### TASK PROMPT
Given the records below, would you repeat exactly the lines that begin at the one containing "let site_url = site_url.trim_end_matches('/');" and end at the one containing "filename garva-ui/src/components/joke_row.rs", inclusive?
# # # #
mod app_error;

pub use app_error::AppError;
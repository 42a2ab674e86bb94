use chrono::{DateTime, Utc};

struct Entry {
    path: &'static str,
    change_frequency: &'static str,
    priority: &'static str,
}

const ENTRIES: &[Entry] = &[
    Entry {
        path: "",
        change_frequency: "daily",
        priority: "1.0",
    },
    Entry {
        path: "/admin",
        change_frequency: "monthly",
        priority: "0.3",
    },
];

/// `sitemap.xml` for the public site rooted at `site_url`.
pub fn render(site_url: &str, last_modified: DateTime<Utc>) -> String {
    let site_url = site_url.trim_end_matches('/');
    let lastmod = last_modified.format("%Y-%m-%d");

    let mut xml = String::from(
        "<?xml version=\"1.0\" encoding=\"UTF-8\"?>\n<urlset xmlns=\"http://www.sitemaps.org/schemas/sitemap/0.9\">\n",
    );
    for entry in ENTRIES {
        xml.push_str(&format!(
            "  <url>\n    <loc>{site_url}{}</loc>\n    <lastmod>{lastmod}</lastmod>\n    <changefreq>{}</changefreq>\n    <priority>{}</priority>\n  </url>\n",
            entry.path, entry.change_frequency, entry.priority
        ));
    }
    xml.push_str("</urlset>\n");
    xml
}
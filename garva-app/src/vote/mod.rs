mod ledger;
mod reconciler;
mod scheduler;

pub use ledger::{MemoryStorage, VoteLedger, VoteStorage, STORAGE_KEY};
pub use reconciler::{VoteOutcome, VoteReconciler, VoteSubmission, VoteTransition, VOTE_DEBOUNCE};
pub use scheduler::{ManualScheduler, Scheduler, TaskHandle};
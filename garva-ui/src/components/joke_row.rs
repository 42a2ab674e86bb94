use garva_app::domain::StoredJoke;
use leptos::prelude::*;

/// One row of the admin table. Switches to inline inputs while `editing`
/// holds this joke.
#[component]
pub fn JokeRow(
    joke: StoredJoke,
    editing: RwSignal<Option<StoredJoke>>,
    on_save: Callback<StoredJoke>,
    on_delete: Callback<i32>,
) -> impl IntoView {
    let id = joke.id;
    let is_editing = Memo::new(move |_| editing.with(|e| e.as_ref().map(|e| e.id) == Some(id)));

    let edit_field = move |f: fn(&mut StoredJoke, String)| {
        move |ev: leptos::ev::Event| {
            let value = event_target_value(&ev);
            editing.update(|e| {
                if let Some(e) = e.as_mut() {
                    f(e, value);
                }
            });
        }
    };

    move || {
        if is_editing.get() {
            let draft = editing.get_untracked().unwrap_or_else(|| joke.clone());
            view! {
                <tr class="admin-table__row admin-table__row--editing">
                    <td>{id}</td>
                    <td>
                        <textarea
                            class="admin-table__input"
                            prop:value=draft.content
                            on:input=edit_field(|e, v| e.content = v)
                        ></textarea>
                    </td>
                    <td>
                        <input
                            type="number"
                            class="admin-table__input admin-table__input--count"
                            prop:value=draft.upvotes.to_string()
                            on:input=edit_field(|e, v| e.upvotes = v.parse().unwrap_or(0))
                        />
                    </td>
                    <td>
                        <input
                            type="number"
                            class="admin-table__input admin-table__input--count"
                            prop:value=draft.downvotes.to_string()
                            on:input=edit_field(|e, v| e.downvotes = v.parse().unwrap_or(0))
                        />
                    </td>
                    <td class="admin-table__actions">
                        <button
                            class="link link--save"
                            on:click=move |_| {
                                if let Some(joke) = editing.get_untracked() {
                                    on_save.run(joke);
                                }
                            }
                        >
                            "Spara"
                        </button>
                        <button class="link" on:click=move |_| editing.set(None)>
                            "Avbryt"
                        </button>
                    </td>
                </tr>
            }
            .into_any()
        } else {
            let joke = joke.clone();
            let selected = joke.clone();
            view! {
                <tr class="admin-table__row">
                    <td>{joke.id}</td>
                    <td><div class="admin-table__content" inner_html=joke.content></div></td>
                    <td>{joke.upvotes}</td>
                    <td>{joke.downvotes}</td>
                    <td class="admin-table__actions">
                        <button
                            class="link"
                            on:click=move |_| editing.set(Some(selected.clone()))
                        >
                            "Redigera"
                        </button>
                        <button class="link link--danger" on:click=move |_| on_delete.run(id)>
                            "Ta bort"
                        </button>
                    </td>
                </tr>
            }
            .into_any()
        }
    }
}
# # # #
### WRITTEN ANSWER
    let site_url = site_url.trim_end_matches('/');
    let lastmod = last_modified.format("%Y-%m-%d");

    let mut xml = String::from(
        "<?xml version=\"1.0\" encoding=\"UTF-8\"?>\n<urlset xmlns=\"http://www.sitemaps.org/schemas/sitemap/0.9\">\n",
    );
    for entry in ENTRIES {
        xml.push_str(&format!(
            "  <url>\n    <loc>{site_url}{}</loc>\n    <lastmod>{lastmod}</lastmod>\n    <changefreq>{}</changefreq>\n    <priority>{}</priority>\n  </url>\n",
            entry.path, entry.change_frequency, entry.priority
        ));
    }
    xml.push_str("</urlset>\n");
    xml
}
filename garva-app/src/vote/mod.rs
mod ledger;
mod reconciler;
mod scheduler;

pub use ledger::{MemoryStorage, VoteLedger, VoteStorage, STORAGE_KEY};
pub use reconciler::{VoteOutcome, VoteReconciler, VoteSubmission, VoteTransition, VOTE_DEBOUNCE};
pub use scheduler::{ManualScheduler, Scheduler, TaskHandle};
filename garva-ui/src/components/joke_row.rs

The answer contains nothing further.